**Task**:
What lines of the data below hold the string "types"? Copy each one.

**Study material**:
****************************************

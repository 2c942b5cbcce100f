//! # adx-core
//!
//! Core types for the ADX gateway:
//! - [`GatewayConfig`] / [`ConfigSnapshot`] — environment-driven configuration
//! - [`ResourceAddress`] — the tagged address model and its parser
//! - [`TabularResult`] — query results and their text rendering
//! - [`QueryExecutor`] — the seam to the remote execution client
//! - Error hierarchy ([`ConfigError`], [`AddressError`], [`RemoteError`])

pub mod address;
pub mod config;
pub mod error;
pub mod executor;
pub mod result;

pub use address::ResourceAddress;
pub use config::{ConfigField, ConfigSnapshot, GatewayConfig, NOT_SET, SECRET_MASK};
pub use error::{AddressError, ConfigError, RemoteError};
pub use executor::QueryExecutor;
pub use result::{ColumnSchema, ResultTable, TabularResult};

****************************************

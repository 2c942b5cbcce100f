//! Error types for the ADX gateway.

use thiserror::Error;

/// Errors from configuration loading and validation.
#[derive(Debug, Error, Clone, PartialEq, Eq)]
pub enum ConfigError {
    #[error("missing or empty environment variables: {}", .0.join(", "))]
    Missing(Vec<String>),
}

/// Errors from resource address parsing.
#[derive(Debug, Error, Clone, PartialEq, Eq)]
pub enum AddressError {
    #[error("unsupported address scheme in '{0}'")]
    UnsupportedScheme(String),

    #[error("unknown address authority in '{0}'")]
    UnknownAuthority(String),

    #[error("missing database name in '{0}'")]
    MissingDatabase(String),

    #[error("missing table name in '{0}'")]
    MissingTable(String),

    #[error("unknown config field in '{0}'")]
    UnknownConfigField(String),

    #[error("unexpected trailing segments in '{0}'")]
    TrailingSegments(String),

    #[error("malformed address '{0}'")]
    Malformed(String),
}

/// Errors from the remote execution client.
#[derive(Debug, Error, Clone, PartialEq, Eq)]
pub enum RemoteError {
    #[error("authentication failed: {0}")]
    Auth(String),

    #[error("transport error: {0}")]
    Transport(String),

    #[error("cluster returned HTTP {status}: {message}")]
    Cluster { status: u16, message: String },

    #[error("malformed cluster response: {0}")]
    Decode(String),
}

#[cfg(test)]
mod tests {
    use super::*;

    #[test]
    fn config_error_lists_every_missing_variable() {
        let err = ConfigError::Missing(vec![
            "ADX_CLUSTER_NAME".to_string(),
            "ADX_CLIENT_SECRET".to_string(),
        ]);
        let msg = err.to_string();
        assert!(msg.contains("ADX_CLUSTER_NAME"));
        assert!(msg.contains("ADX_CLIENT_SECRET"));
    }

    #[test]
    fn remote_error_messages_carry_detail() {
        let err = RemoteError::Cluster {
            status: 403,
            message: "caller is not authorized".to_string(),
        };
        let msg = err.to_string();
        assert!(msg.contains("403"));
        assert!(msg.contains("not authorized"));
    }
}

****************************************

**Answer space**:
//! Core types for the ADX gateway:
//! Error types for the ADX gateway.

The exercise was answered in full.